Eric Sydney Rice
Eric Sydney Rice, born in Greenwich on the 1st of December 1938, grew up in the unforgiving wake of the Second World War. His father, Walter Sydney Rice, was killed in action on the Atlanta Ocean by a German U-boat in 1942, leaving Eric alone with his 16-year-old mother, German-English Lilian Rose Horney. The young widow took her son to Teignmouth, Cornwall, where he was raised by his aunt Margaret Mallett, alongside her own children in Teignmouth, Cornwall.
It was in Teignmouth, overlooking the sea towards France, that Eric spent his youth. As a child growing up on the Southern arm of Britain during the end of the Second World War, Eric often strolled along the beaches among the beached wreckage. Many of the coins presented in this collection were likely collected during these strolls, as often bodies and their personal items remained in the wrecks to be discovered and explored by playing children.
Immigrating to Canada in his late teens after the war, he lived with his mother in the settler’s city of Toronto. His mother and her new husband, stoic Polish veteran Frank Debek, lived on site and ran a small local motel known as the Continental. Although Eric had been wanting to immigrate to Canada, he was devastated by the relocation. He had already made plans to immigrate with his cousin, Margaret’s second son, Beresford Mallett. Tragically, it was after Eric was forced to emigrate with his family that young Beresford committed suicide in 1955. Although the relationship between Eric and his mother was already strained, Eric never forgave her.

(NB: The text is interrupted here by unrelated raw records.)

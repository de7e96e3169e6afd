use async_trait::async_trait;
use ethereum_types::Address;
use mintpilot_core::{abi, error::Result, traits::ChainClient, ContractSnapshot, PlatformTag};

/// Contrato de um módulo de plataforma
///
/// `detect` nunca propaga erro: qualquer falha de leitura ou retorno
/// malformado significa "não é esta convenção". `analyze` assume que a
/// detecção passou (ou foi ignorada por seleção forçada) e devolve um
/// snapshot completo, com campos indisponíveis zerados em vez de erro;
/// apenas a impossibilidade total de alcançar o contrato aborta.
#[async_trait]
pub trait PlatformModule: Send + Sync {
    /// Nome registrado, usado pela seleção forçada
    fn name(&self) -> &'static str;

    /// Tag gravada nos snapshots produzidos
    fn tag(&self) -> PlatformTag;

    /// Verifica se o contrato segue esta convenção
    async fn detect(&self, client: &dyn ChainClient, address: Address) -> bool;

    /// Extrai os parâmetros de venda do contrato
    async fn analyze(
        &self,
        client: &dyn ChainClient,
        address: Address,
        chain_id: u64,
    ) -> Result<ContractSnapshot>;
}

/// Sondagem discriminante: a leitura precisa ter sucesso e devolver ao
/// menos uma palavra para contar como detecção
pub(crate) async fn probe(client: &dyn ChainClient, address: Address, signature: &str) -> bool {
    match client.read(address, abi::encode_call0(signature)).await {
        Ok(data) => data.len() >= 32,
        Err(_) => false,
    }
}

At age 17, Eric traveled through the United States and into Mexico, where he lived for a few years. Returning to Canada by cargo boat, Eric traveled up the Pacific coast to Vancouver where he worked on cargo ships that frequented Alaska.

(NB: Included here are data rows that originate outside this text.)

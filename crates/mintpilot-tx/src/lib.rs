/*!
 * Mintpilot TX
 *
 * Transforma um `ContractSnapshot` em uma transação de mint executável:
 * codificação da chamada, simulação com decodificação de revert,
 * estimativa de gas e estratégia de taxa (normal ou turbo).
 */

pub mod builder;
pub mod gas;
pub mod revert;

pub use builder::{PrepareOptions, TransactionBuilder, FALLBACK_GAS_LIMIT};
pub use gas::{GasQuote, GasStrategy, TURBO_PRIORITY_MULTIPLIER};
pub use revert::decode_revert;
use crate::module::PlatformModule;
use crate::resolver::FieldResolver;
use async_trait::async_trait;
use chrono::Utc;
use ethereum_types::{Address, U256};
use mintpilot_core::{
    abi, error::Result, traits::ChainClient, utils, ContractSnapshot, FeeModel, PlatformTag,
    TokenStandard,
};

/// Drop cujo estado de venda vive em um contrato singleton compartilhado
///
/// O token delega preço e janela de atividade a um "router" registrado
/// em `minter()` (ou `dropRouter()`). O router responde
/// `saleDetails(address)` com a struct `(price, start, end,
/// maxPerWallet)`; a venda está ativa quando o horário atual cai em
/// `[start, end)`.
pub struct SingletonDropPlatform;

impl SingletonDropPlatform {
    pub fn new() -> Self {
        Self
    }

    async fn router_of(&self, client: &dyn ChainClient, address: Address) -> Option<Address> {
        for signature in ["minter()", "dropRouter()"] {
            let data = abi::encode_call0(signature);
            if let Ok(out) = client.read(address, data).await {
                if let Ok(router) = abi::decode_address(&out) {
                    if !router.is_zero() && utils::is_contract(client, &router).await {
                        return Some(router);
                    }
                }
            }
        }
        None
    }
}

impl Default for SingletonDropPlatform {
    fn default() -> Self {
        Self::new()
    }
}

#[derive(Debug, Default, Clone, Copy)]
struct SaleDetails {
    price: U256,
    start: U256,
    end: U256,
    max_per_wallet: U256,
}

async fn sale_details(
    client: &dyn ChainClient,
    router: Address,
    token: Address,
) -> Option<SaleDetails> {
    let data = abi::encode_call_address("saleDetails(address)", token);
    let out = client.read(router, data).await.ok()?;
    Some(SaleDetails {
        price: abi::decode_uint_at(&out, 0).ok()?,
        start: abi::decode_uint_at(&out, 1).ok()?,
        end: abi::decode_uint_at(&out, 2).ok()?,
        max_per_wallet: abi::decode_uint_at(&out, 3).ok()?,
    })
}

#[async_trait]
impl PlatformModule for SingletonDropPlatform {
    fn name(&self) -> &'static str {
        "singleton-drop"
    }

    fn tag(&self) -> PlatformTag {
        PlatformTag::SingletonDrop
    }

    async fn detect(&self, client: &dyn ChainClient, address: Address) -> bool {
        self.router_of(client, address).await.is_some()
    }

    async fn analyze(
        &self,
        client: &dyn ChainClient,
        address: Address,
        chain_id: u64,
    ) -> Result<ContractSnapshot> {
        let router = self.router_of(client, address).await;

        let details = match router {
            Some(router) => sale_details(client, router, address).await.unwrap_or_default(),
            None => SaleDetails::default(),
        };

        let now = U256::from(Utc::now().timestamp().max(0) as u64);
        // Janela inexistente (start == end == 0) conta como inativa
        let is_active = !details.end.is_zero() && details.start <= now && now < details.end;

        let resolver = FieldResolver::new(client, address);
        let (name, total_supply, max_supply) = tokio::join!(
            resolver.string_opt("name()"),
            resolver.uint_opt("totalSupply()"),
            resolver.uint_opt("maxSupply()"),
        );

        let max_per_wallet = if details.max_per_wallet.is_zero() {
            None
        } else {
            Some(details.max_per_wallet)
        };

        Ok(ContractSnapshot {
            address,
            chain_id,
            platform: PlatformTag::SingletonDrop,
            token_standard: TokenStandard::Erc721,
            mint_function_signature: "purchase(uint256)".to_string(),
            mint_price_per_token: details.price,
            protocol_fee: Default::default(),
            creator_fee: Default::default(),
            fee_model: FeeModel::Flat,
            is_active,
            name,
            total_supply,
            max_supply,
            max_per_wallet,
            router_address: router,
        })
    }
}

Eric eventually left the cargo ships and began to work at Grosvenor Hotel in downtown Vancouver. Eric met his first wife, Edinburgh-born Ann Taylor Heath, at a coffee shop on Main and West Broadway. The two married and had one daughter together, Taylor Ann Rice, born in March, 1965.
Although Eric later divorced and remarried in 1988, he never had any more children. He passed away alone in his house in Surrey in February, 1998, at the age of 59. At the time of his passing, he left his mother, his daughter, his granddaughter Devon Ann Dunsford, and an unborn grandson Russell Dixon Dunsford.
The Collection
Throughout his life, Eric Sydney Rice collected a large number of coins from a variety of sources. As a child growing up in Teignmouth during the end of WWII, Eric often strolled along the beaches among the crashed planes. Many of the coins presented in this collection were likely collected during these strolls, as often bodies and their personal items sometimes remained in the wrecks, which were discovered and explored by children.
Other coins in the collection were likely collected through Eric’s travels. He lived for some years in Mexico, collecting a number of Mexican Pesos predominantly dated in the 1950s. The collection also includes an extensive number of both old and relatively new coins from all over Britain, the United States of America, and Canada.
The collection came into my possession in 2018, and I have since made an effort to sort, catalogue, and preserve the coins.